• Avant-dernier mot

    Il

    chat champ

    Il releva la tête comme un boxeur encore à demi sonné. Il balaya les objets tout autour de lui d’un regard plein de mépris, et lorsque son regard croisa le mien, je crus même y percevoir de la haine.

    Il posa ses paumes sur ses genoux et prit une lente respiration en gonflant le torse de toute la rage qu’il avait en lui. Puis il me regarda à nouveau, droit dans les yeux, semblant scruter mon esprit comme pour y dénicher une agression qui validerait à coup sûr ses raisons de se mettre dans un tel état. Sa méfiance dura une longue minute à la Sergio Leone, et lorsqu’il fut absolument certain que je ne baisserais pas les yeux avant lui, il prit appui sur ses cuisses affaiblies et tremblotantes de nervosité, et se leva comme un granit reprenant place sur son socle.

    Il releva vers moi son regard de cocker battu, désillusionné et tenace malgré tout, qui voulait sans doute signifier quelque chose du genre : « Je n’ai pas dit mon dernier mot… »

    Mais ses lèvres ne laissèrent s’échapper la moindre parole, tiraillées de part et d’autre des commissures, comme si ma seule présence suffisait à lui placer la barre encore plus haut.

    — Vous voulez que je vous laisse un moment ? ai-je égrené.

    Il s’empressa de se saisir du prétexte pour me jeter toute son humiliation à la figure :

    — Ça va, ça va ! Les vouvoiements de circonstance, ça va vite s’arrêter, O.K. ?

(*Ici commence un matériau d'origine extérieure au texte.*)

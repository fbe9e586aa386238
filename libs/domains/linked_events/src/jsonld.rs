//! JSON-LD envelope: `@id`, `@type` and `@context` decoration, relation
//! references and identifier quoting.

use std::collections::BTreeSet;

use serde_json::{Map, Value};

use crate::error::{LinkedEventsError, LinkedEventsResult};

pub const SCHEMA_ORG_CONTEXT: &str = "http://schema.org";

/// Relations that may be expanded through `include`.
pub const EXPANDABLE_RELATIONS: &[&str] = &["location", "keywords", "sub_events"];

/// Percent-encode the last non-empty path segment of `link` when it holds a
/// colon, so `…/event/helsinki:1/` becomes `…/event/helsinki%3A1/`.
pub fn urlquote_id(link: &str) -> String {
    let mut parts: Vec<String> = link.split('/').map(str::to_string).collect();
    if let Some(segment) = parts.iter_mut().rev().find(|p| !p.is_empty()) {
        if segment.contains(':') {
            *segment = urlencoding::encode(segment).into_owned();
        }
    }
    parts.join("/")
}

/// Recover a record id from an `@id` URI.
///
/// Anything that isn't an `http(s)` URI is taken to be a bare id already.
pub fn parse_id_from_uri(uri: &str) -> String {
    if !uri.starts_with("http") {
        return uri.to_string();
    }

    let after_scheme = uri.split_once("://").map(|(_, rest)| rest).unwrap_or(uri);
    let path = after_scheme
        .find('/')
        .map(|idx| &after_scheme[idx..])
        .unwrap_or("");
    let path = path.split(['?', '#']).next().unwrap_or("");
    let segment = path.trim_end_matches('/').rsplit('/').next().unwrap_or("");

    urlencoding::decode(segment)
        .map(|s| s.into_owned())
        .unwrap_or_else(|_| segment.to_string())
}

/// A record type with its own API view.
pub trait JsonLdResource {
    /// `@type` label.
    const TYPE: &'static str;
    /// Path segment of the detail view.
    const VIEW_NAME: &'static str;

    fn ld_context() -> Value {
        Value::String(SCHEMA_ORG_CONTEXT.to_string())
    }
}

/// Where a representation ends up in the response document.
#[derive(Debug, Clone, Copy, PartialEq, Eq)]
pub enum Placement {
    /// Detail response body; carries `@context`.
    TopLevel,
    /// List item or embedded relation.
    Nested,
}

/// Per-request rendering settings.
#[derive(Debug, Clone, Default)]
pub struct JsonLdContext {
    base_url: String,
    include: BTreeSet<String>,
    hide_ld_context: bool,
    camelcase: bool,
}

impl JsonLdContext {
    pub fn new(base_url: impl Into<String>) -> Self {
        Self {
            base_url: base_url.into().trim_end_matches('/').to_string(),
            ..Default::default()
        }
    }

    /// Relations named by a comma separated `include` parameter. Names that
    /// can't be expanded are ignored.
    pub fn with_include(mut self, include: Option<&str>) -> Self {
        self.include = include
            .unwrap_or("")
            .split(',')
            .map(str::trim)
            .filter(|name| EXPANDABLE_RELATIONS.contains(name))
            .map(str::to_string)
            .collect();
        self
    }

    pub fn with_hide_ld_context(mut self, hide: bool) -> Self {
        self.hide_ld_context = hide;
        self
    }

    pub fn with_camelcase(mut self, camelcase: bool) -> Self {
        self.camelcase = camelcase;
        self
    }

    pub fn base_url(&self) -> &str {
        &self.base_url
    }

    pub fn includes(&self, relation: &str) -> bool {
        self.include.contains(relation)
    }

    pub fn camelcase(&self) -> bool {
        self.camelcase
    }

    /// Embedded representations never expand further.
    pub fn nested(&self) -> Self {
        Self {
            include: BTreeSet::new(),
            ..self.clone()
        }
    }

    /// `<base>/<view>/`
    pub fn list_uri(&self, view: &str) -> String {
        format!("{}/{}/", self.base_url, view)
    }

    /// `<base>/<view>/<quoted id>/`
    pub fn id_uri(&self, view: &str, id: &str) -> String {
        urlquote_id(&format!("{}/{}/{}/", self.base_url, view, id))
    }

    pub fn resource_uri<R: JsonLdResource>(&self, id: &str) -> String {
        self.id_uri(R::VIEW_NAME, id)
    }

    /// Add `@id` and `@type`, plus `@context` for a top-level representation.
    pub fn envelope<R: JsonLdResource>(
        &self,
        object: &mut Map<String, Value>,
        id: &str,
        placement: Placement,
    ) {
        object.insert("@id".into(), Value::String(self.resource_uri::<R>(id)));
        if placement == Placement::TopLevel && !self.hide_ld_context {
            object.insert("@context".into(), R::ld_context());
        }
        object.insert("@type".into(), Value::String(R::TYPE.into()));
    }
}

/// A relation to another record.
#[derive(Debug, Clone, PartialEq)]
pub enum Related {
    Reference(String),
    Expanded(Map<String, Value>),
}

impl Related {
    pub fn reference<R: JsonLdResource>(ctx: &JsonLdContext, id: &str) -> Self {
        Related::Reference(ctx.resource_uri::<R>(id))
    }

    pub fn into_value(self) -> Value {
        match self {
            Related::Reference(uri) => {
                let mut object = Map::new();
                object.insert("@id".into(), Value::String(uri));
                Value::Object(object)
            }
            Related::Expanded(object) => Value::Object(object),
        }
    }
}

/// Id of an inbound relation object such as `{"@id": "http://…/place/tprek%3A1/"}`.
pub fn relation_id(field: &str, value: &Value) -> LinkedEventsResult<String> {
    value
        .as_object()
        .and_then(|object| object.get("@id"))
        .and_then(Value::as_str)
        .map(parse_id_from_uri)
        .ok_or_else(|| LinkedEventsError::MissingRelationId(field.to_string()))
}

pub fn to_camel_case(key: &str) -> String {
    let mut out = String::with_capacity(key.len());
    let mut upper = false;
    for (idx, c) in key.chars().enumerate() {
        if c == '_' && idx > 0 {
            upper = true;
        } else if upper {
            out.extend(c.to_uppercase());
            upper = false;
        } else {
            out.push(c);
        }
    }
    out
}

pub fn to_snake_case(key: &str) -> String {
    let mut out = String::with_capacity(key.len() + 4);
    for c in key.chars() {
        if c.is_ascii_uppercase() {
            out.push('_');
            out.push(c.to_ascii_lowercase());
        } else {
            out.push(c);
        }
    }
    out
}

/// Client-owned object whose keys are stored verbatim.
const FREE_FORM_FIELD: &str = "custom_data";

fn convert_keys(value: Value, convert: &dyn Fn(&str) -> String) -> Value {
    match value {
        Value::Object(object) => Value::Object(
            object
                .into_iter()
                .map(|(key, value)| {
                    if key.starts_with('@') {
                        return (key, convert_keys(value, convert));
                    }
                    let free_form = to_snake_case(&key) == FREE_FORM_FIELD;
                    let key = convert(&key);
                    let value = if free_form { value } else { convert_keys(value, convert) };
                    (key, value)
                })
                .collect(),
        ),
        Value::Array(items) => {
            Value::Array(items.into_iter().map(|v| convert_keys(v, convert)).collect())
        }
        other => other,
    }
}

/// Rename output keys to camelCase. `@` keys and the contents of
/// `custom_data` are kept.
pub fn camelize(value: Value) -> Value {
    convert_keys(value, &to_camel_case)
}

/// Rename inbound camelCase keys back to snake_case.
pub fn underscoreize(value: Value) -> Value {
    convert_keys(value, &to_snake_case)
}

    Je ne l’avais jamais tutoyé précédemment, mais je savais qu’il ne me serait pas donné d’autre occasion de manifester la ténacité qui m’animait.

    — Tu veux que je te laisse ? ai-je répété, plus affirmé.

    Là, il y eut un moment de surprise qu’il ne parvint pas à me dissimuler. Quand il releva la tête à nouveau, je crus qu’il allait me coller une gifle sur place, sans que je ne puisse ajouter le moindre mot. Mais, comme je l’avais pressenti, mon audace paya. Il se contenta de m’adresser un long regard d’avertissement, et puis, après s’être éclairci la gorge à deux reprises, se dirigeant vers la grande baie vitrée, il fit :

    — Je crois que je n’ai aucun talent véridique…

    J’avais réussi. Gagner sa confiance était exactement le défi qui m’avait fallu relever.